┌──

fn payment_from_row(row: &payment::Model) -> Result<Payment> {
    let instrument = || InstrumentDetails {
        bank_name: row.bank_name.clone().unwrap_or_default(),
        branch: row.branch.clone().unwrap_or_default(),
        instrument_number: row.reference.clone().unwrap_or_default(),
        instrument_date: row.payment_date.map(format_display_date).unwrap_or_default(),
    };
    let transfer = || TransferDetails {
        bank_name: row.bank_name.clone().unwrap_or_default(),
        transaction_reference: row.reference.clone().unwrap_or_default(),
        transaction_date: row.payment_date.map(format_display_date).unwrap_or_default(),
    };

    let method = match row.method.as_str() {
        "cash" => PaymentMethod::Cash,
        "cheque" => PaymentMethod::Cheque(instrument()),
        "demand_draft" => PaymentMethod::DemandDraft(instrument()),
        "upi" => PaymentMethod::Upi(transfer()),
        "neft" => PaymentMethod::Neft(transfer()),
        "rtgs" => PaymentMethod::Rtgs(transfer()),
        "imps" => PaymentMethod::Imps(transfer()),
        other => {
            return Err(Error::Corrupt {
                message: format!("unknown payment method '{other}'"),
            });
        }
    };

    Ok(Payment {
        amount: row.amount.clone(),
        method,
    })
}

/// Rebuilds the form a header row and its children were saved from.
async fn load_form<C>(conn: &C, header: &document::Model) -> Result<DocumentForm>
where
    C: ConnectionTrait,
{
    let kind = header
        .kind
        .parse::<DocumentKind>()
        .map_err(|message| Error::Corrupt { message })?;

    let party_rows = party::Entity::find()
        .filter(party::Column::DocumentId.eq(header.id))
        .order_by_asc(party::Column::Position)
        .all(conn)
        .await?;
    let parties_for = |role: PartyRole| -> Result<Vec<Party>> {
        party_rows
            .iter()
            .filter(|row| row.role == role.as_str())
            .map(party_from_row)
            .collect()
    };

    let prior_documents = prior_document::Entity::find()
        .filter(prior_document::Column::DocumentId.eq(header.id))
        .order_by_asc(prior_document::Column::Position)
        .all(conn)
        .await?
        .into_iter()
        .map(|row| PriorDocument {
            book_number: row.book_number,
            sro_office: row.sro_office,
            year: row.year,
            document_number: row.document_number,
        })
        .collect();

    let properties = property::Entity::find()
        .filter(property::Column::DocumentId.eq(header.id))
        .order_by_asc(property::Column::Position)
        .all(conn)
        .await?
        .into_iter()
        .map(|row| Property {
            district: row.district,
            taluk: row.taluk,
            village: row.village,
            survey_number: row.survey_number,
            subdivision: row.subdivision,
            extent: row.extent,
            north: row.north,
            south: row.south,
            east: row.east,
            west: row.west,
            guide_value: row.guide_value.unwrap_or_default(),
        })
        .collect();

    let body = DocumentBody {
        document_date: format_display_date(header.document_date),
        amount: header.amount.clone(),
        amount_in_words: header.amount_in_words.clone(),
        property_description: header.property_description.clone(),
        prior_documents,
        properties,
        witnesses: parties_for(PartyRole::Witness)?,
        attribution: Attribution {
            typist_name: header.typist_name.clone(),
            typist_office: header.typist_office.clone(),
            sro_office: header.sro_office.clone(),
        },
    };

    let form = match kind {
        DocumentKind::MortgageDeed => DocumentForm::MortgageDeed(MortgageDeed {
            body,
            borrowers: parties_for(PartyRole::Borrower)?,
            lenders: parties_for(PartyRole::Lender)?,
            interest_rate: header.interest_rate.clone().unwrap_or_default(),
            tenure_months: header.tenure_months.clone().unwrap_or_default(),
        }),
        DocumentKind::SaleAgreement => DocumentForm::SaleAgreement(SaleAgreement {
            body,
            sellers: parties_for(PartyRole::Seller)?,
            buyers: parties_for(PartyRole::Buyer)?,
            advance_amount: header.advance_amount.clone().unwrap_or_default(),
            completion_date: header
                .completion_date
                .map(format_display_date)
                .unwrap_or_default(),
        }),
        DocumentKind::SaleDeed => {
            let payments = payment::Entity::find()
                .filter(payment::Column::DocumentId.eq(header.id))
                .order_by_asc(payment::Column::Position)
                .all(conn)
                .await?
                .iter()
                .map(payment_from_row)
                .collect::<Result<Vec<_>>>()?;
            DocumentForm::SaleDeed(SaleDeed {
                body,
                sellers: parties_for(PartyRole::Seller)?,
                buyers: parties_for(PartyRole::Buyer)?,
                payments,
            })
        }
    };

    Ok(form)
}

#[cfg(test)]
mod tests {
    #![allow(clippy::unwrap_used)]
    use super::*;
    use crate::core::validation::Section;
    use crate::test_utils::{
        sample_mortgage_deed, sample_party, sample_sale_agreement, sample_sale_deed, setup_test_db,
    };
    use sea_orm::{DatabaseBackend, MockDatabase};

    #[tokio::test]
    async fn test_invalid_form_rejected_before_database() -> Result<()> {
        // No query results are queued, so any database access would fail
        let db = MockDatabase::new(DatabaseBackend::Sqlite).into_connection();
        let mut deed = sample_sale_deed();
        deed.buyers.clear();

        match save_document(&db, &DocumentForm::SaleDeed(deed)).await {
            Err(Error::Validation(report)) => {
                assert_eq!(report.first_invalid_section, Some(Section::Buyers));
            }
            other => panic!("expected a validation error, got {other:?}"),
        }
        Ok(())
    }

    #[tokio::test]
    async fn test_save_then_fetch_returns_same_form() -> Result<()> {
        let db = setup_test_db().await?;

        for form in [
            DocumentForm::SaleDeed(sample_sale_deed()),
            DocumentForm::MortgageDeed(sample_mortgage_deed()),
            DocumentForm::SaleAgreement(sample_sale_agreement()),
        ] {
            let id = save_document(&db, &form).await?;
            let record = fetch_document(&db, id).await?;

            assert_eq!(record.id, id);
            assert_eq!(record.status, DocumentStatus::Draft);
            assert_eq!(record.form, form);
        }
        Ok(())
    }

    #[tokio::test]
    async fn test_fetch_normalises_dates_and_keeps_typed_numbers() -> Result<()> {
        let db = setup_test_db().await?;
        let mut deed = sample_sale_deed();
        deed.body.document_date = "2024-06-15".to_string();
        deed.body.amount = "2,50,000".to_string();
        deed.body.prior_documents = vec![PriorDocument {
            book_number: "1".to_string(),
            sro_office: "தல்லாகுளம்".to_string(),
            year: "2010".to_string(),
            document_number: "1234".to_string(),
        }];
        deed.payments = vec![
            Payment {
                amount: "100000.5".to_string(),
                method: PaymentMethod::Cash,
            },
            Payment {
                amount: "149999.50".to_string(),
                method: PaymentMethod::Cheque(InstrumentDetails {
                    bank_name: "Canara Bank".to_string(),
                    branch: "Madurai".to_string(),
                    instrument_number: "004512".to_string(),
                    instrument_date: "2024-06-14".to_string(),
                }),
            },
        ];

        let id = save_document(&db, &DocumentForm::SaleDeed(deed)).await?;
        let DocumentForm::SaleDeed(stored) = fetch_document(&db, id).await?.form else {
            panic!("kind changed on fetch");
        };

        assert_eq!(stored.body.document_date, "15/06/2024");
        assert_eq!(stored.body.amount, "2,50,000");
        assert_eq!(stored.body.prior_documents[0].year, "2010");
        assert_eq!(stored.payments[0].amount, "100000.5");
        assert_eq!(stored.payments[1].amount, "149999.50");
        assert_eq!(
            stored.payments[1].method,
            PaymentMethod::Cheque(InstrumentDetails {
                bank_name: "Canara Bank".to_string(),
                branch: "Madurai".to_string(),
                instrument_number: "004512".to_string(),
                instrument_date: "14/06/2024".to_string(),
            })
        );
        Ok(())
    }

    #[tokio::test]
    async fn test_numbers_read_back_as_typed() -> Result<()> {
        let db = setup_test_db().await?;
        let mut deed = sample_mortgage_deed();
        deed.body.amount = "100000.50".to_string();
        deed.interest_rate = "1.50".to_string();
        deed.tenure_months = "012".to_string();
        deed.borrowers[0].age = "045".to_string();
        deed.body.properties[0].guide_value = "75000.00".to_string();
        let form = DocumentForm::MortgageDeed(deed);

        let id = save_document(&db, &form).await?;
        let DocumentForm::MortgageDeed(stored) = fetch_document(&db, id).await?.form else {
            panic!("kind changed on fetch");
        };

        assert_eq!(stored.body.amount, "100000.50");
        assert_eq!(stored.interest_rate, "1.50");
        assert_eq!(stored.tenure_months, "012");
        assert_eq!(stored.borrowers[0].age, "045");
        assert_eq!(stored.body.properties[0].guide_value, "75000.00");
        assert_eq!(DocumentForm::MortgageDeed(stored), form);
        Ok(())
    }

    #[tokio::test]
    async fn test_sub_paise_amount_is_not_saved() -> Result<()> {
        let db = setup_test_db().await?;
        let mut deed = sample_sale_deed();
        deed.body.amount = "250000.125".to_string();
        deed.payments[0].amount = "250000.125".to_string();

        let result = save_document(&db, &DocumentForm::SaleDeed(deed)).await;
        assert!(matches!(result, Err(Error::Validation(_))));
        assert!(list_documents(&db, None).await?.is_empty());
        Ok(())
    }

    #[tokio::test]
    async fn test_update_replaces_children() -> Result<()> {
        let db = setup_test_db().await?;
        let mut deed = sample_sale_deed();
        deed.sellers.push(sample_party("செந்தில்", "40"));
        let id = save_document(&db, &DocumentForm::SaleDeed(deed.clone())).await?;

        deed.sellers.truncate(1);
        deed.sellers[0].name = "முருகேசன்".to_string();
        deed.body.witnesses.clear();
        let updated = DocumentForm::SaleDeed(deed);
        update_document(&db, id, &updated).await?;

        let record = fetch_document(&db, id).await?;
        assert_eq!(record.form, updated);

        let party_rows = party::Entity::find()
            .filter(party::Column::DocumentId.eq(id))
            .all(&db)
            .await?;
        assert_eq!(party_rows.len(), 2); // one seller, one buyer
        Ok(())
    }

    #[tokio::test]
    async fn test_update_rejects_kind_change_and_missing_id() -> Result<()> {
        let db = setup_test_db().await?;
        let id = save_document(&db, &DocumentForm::SaleDeed(sample_sale_deed())).await?;

        let mortgage = DocumentForm::MortgageDeed(sample_mortgage_deed());
        let result = update_document(&db, id, &mortgage).await;
        assert!(matches!(result, Err(Error::KindMismatch { .. })));

        let result = update_document(&db, id + 100, &mortgage).await;
        assert!(matches!(result, Err(Error::DocumentNotFound { .. })));

        // The stored document is untouched
        let record = fetch_document(&db, id).await?;
        assert_eq!(record.form.kind(), DocumentKind::SaleDeed);
        Ok(())
    }

    #[tokio::test]
    async fn test_list_filters_and_orders_newest_first() -> Result<()> {
        let db = setup_test_db().await?;
        let first = save_document(&db, &DocumentForm::SaleDeed(sample_sale_deed())).await?;
        let second =
            save_document(&db, &DocumentForm::MortgageDeed(sample_mortgage_deed())).await?;
        let third = save_document(&db, &DocumentForm::SaleDeed(sample_sale_deed())).await?;

        let all = list_documents(&db, None).await?;
        let ids: Vec<i64> = all.iter().map(|summary| summary.id).collect();
        assert_eq!(ids, vec![third, second, first]);

        let mortgage = all.iter().find(|summary| summary.id == second).unwrap();
        assert_eq!(mortgage.first_party.as_deref(), Some("ராமசாமி"));
        assert_eq!(mortgage.amount, "100000");
        assert_eq!(mortgage.document_date, "10/06/2024");

        let sale_deeds = list_documents(&db, Some(DocumentKind::SaleDeed)).await?;
        assert_eq!(sale_deeds.len(), 2);
        assert!(sale_deeds.iter().all(|summary| summary.kind == DocumentKind::SaleDeed));
        Ok(())
    }

    #[tokio::test]
    async fn test_set_status_and_delete() -> Result<()> {
        let db = setup_test_db().await?;
        let id = save_document(&db, &DocumentForm::SaleDeed(sample_sale_deed())).await?;

        set_status(&db, id, DocumentStatus::Final).await?;
        assert_eq!(fetch_document(&db, id).await?.status, DocumentStatus::Final);

        delete_document(&db, id).await?;
        assert!(matches!(
            fetch_document(&db, id).await,
            Err(Error::DocumentNotFound { id: missing }) if missing == id
        ));
        assert!(
            payment::Entity::find()
                .filter(payment::Column::DocumentId.eq(id))
                .all(&db)
                .await?
                .is_empty()
        );

        assert!(matches!(
            delete_document(&db, id).await,
            Err(Error::DocumentNotFound { .. })
        ));
        assert!(matches!(
            set_status(&db, id, DocumentStatus::Draft).await,
            Err(Error::DocumentNotFound { .. })
        ));
        Ok(())
    }
}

└──

**TASK INSTRUCTIONS:**
From the records above, state how many lines contain the word "Canara", and leave out everything else.

**REPLY:**
2